■ **DATA EXTRACTS**:
+ + +

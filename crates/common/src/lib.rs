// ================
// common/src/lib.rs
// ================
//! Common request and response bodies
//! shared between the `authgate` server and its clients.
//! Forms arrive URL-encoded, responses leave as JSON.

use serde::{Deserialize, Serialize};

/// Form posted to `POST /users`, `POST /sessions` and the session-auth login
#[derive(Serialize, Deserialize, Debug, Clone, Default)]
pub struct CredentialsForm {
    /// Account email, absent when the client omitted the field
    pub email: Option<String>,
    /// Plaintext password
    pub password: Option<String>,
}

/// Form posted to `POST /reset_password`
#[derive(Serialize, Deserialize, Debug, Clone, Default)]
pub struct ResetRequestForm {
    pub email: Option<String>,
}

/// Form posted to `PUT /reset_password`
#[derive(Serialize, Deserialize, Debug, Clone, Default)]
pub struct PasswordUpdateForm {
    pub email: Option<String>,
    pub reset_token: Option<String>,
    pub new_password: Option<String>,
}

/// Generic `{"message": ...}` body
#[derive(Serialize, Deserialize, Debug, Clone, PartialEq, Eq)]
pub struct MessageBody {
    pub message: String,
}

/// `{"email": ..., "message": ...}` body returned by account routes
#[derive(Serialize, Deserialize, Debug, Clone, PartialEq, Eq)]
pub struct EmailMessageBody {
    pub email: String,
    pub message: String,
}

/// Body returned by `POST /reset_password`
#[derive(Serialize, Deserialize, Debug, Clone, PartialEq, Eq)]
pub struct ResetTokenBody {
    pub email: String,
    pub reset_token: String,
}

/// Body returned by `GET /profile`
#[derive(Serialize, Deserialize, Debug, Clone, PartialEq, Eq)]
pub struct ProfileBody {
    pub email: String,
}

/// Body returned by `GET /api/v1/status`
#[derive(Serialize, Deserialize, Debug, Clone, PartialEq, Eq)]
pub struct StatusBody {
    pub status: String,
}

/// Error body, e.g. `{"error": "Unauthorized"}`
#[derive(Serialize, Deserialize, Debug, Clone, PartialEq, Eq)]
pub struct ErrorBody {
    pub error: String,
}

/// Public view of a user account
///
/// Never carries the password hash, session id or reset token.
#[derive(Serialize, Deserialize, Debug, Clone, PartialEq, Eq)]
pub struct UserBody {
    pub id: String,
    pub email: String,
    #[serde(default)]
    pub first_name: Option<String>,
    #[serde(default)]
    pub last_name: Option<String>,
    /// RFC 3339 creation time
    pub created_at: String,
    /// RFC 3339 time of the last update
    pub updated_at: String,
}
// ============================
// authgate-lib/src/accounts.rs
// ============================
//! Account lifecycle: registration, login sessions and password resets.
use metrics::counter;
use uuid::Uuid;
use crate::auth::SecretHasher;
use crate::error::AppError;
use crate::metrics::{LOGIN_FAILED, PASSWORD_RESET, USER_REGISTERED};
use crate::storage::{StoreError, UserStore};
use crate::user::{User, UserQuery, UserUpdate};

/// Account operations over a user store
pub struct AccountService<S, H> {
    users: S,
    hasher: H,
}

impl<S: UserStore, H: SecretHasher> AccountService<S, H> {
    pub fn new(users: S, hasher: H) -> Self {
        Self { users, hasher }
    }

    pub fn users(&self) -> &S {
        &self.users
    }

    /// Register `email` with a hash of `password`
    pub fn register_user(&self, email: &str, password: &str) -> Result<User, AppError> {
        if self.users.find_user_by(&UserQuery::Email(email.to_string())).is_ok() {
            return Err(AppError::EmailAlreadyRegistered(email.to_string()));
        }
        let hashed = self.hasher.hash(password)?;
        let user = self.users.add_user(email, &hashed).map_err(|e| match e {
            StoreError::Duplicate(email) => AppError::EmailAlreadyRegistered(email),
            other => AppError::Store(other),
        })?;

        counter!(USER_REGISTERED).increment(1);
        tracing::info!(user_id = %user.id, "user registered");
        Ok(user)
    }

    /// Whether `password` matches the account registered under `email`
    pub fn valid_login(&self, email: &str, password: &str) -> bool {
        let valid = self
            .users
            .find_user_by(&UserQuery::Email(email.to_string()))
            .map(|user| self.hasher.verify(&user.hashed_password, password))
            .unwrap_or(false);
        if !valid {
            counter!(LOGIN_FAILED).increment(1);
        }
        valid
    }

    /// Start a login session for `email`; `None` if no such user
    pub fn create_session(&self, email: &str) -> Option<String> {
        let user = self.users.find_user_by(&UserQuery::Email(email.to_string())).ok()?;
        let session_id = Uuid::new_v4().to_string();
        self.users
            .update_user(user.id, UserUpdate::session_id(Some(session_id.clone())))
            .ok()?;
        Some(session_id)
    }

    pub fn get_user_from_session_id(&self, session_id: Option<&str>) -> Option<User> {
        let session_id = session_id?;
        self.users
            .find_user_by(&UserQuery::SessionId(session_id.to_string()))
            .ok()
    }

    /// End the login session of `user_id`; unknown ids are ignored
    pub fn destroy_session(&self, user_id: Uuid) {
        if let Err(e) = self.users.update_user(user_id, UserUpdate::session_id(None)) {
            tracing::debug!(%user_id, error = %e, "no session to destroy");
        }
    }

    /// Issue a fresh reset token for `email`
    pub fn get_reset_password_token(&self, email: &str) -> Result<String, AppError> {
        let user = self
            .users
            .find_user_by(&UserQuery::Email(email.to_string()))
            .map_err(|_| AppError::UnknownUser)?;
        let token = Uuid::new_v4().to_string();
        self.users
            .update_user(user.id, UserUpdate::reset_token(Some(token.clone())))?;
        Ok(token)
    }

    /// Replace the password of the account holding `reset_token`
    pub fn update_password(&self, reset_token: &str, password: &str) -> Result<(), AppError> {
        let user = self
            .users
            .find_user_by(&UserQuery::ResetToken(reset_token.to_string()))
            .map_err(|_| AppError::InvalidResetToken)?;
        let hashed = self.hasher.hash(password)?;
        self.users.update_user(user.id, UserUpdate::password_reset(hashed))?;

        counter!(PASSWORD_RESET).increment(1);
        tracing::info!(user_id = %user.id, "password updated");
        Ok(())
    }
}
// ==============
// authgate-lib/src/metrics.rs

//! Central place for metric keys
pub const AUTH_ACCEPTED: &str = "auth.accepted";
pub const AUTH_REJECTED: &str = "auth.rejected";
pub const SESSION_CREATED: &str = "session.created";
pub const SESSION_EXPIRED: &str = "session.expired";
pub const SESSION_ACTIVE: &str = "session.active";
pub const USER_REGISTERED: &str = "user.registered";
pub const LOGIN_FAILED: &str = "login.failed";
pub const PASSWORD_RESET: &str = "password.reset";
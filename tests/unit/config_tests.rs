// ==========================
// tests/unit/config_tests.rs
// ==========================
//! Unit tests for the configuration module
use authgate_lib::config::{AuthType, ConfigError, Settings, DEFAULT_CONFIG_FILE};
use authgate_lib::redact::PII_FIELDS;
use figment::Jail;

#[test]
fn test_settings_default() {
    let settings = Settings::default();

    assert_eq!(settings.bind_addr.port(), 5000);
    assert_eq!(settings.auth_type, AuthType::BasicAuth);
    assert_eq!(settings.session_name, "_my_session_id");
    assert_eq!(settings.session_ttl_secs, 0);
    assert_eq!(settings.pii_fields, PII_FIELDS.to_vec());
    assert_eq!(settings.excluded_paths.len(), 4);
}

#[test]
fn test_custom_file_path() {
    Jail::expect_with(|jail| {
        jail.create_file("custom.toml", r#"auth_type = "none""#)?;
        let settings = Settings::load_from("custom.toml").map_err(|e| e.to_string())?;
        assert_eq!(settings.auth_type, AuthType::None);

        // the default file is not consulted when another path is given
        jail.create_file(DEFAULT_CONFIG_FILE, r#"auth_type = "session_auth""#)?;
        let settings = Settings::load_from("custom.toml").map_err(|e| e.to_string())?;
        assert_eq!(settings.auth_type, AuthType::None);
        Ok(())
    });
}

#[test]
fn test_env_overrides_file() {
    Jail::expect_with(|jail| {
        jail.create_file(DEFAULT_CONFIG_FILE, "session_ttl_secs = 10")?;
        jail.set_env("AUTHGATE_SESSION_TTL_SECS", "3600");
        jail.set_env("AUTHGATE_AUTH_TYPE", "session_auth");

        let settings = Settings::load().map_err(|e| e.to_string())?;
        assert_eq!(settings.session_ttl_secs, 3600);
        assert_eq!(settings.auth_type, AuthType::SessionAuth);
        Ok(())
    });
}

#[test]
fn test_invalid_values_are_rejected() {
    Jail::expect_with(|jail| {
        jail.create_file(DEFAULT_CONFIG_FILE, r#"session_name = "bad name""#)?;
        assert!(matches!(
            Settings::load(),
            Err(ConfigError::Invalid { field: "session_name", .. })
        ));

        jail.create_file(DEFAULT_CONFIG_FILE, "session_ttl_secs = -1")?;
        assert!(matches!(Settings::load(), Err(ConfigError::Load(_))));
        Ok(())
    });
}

+ + +

■ **EXERCISE REQUIREMENTS**:
Report how many lines in the data contain the word "Some", with no words besides the number.

■ **WRITTEN REPLY**:
3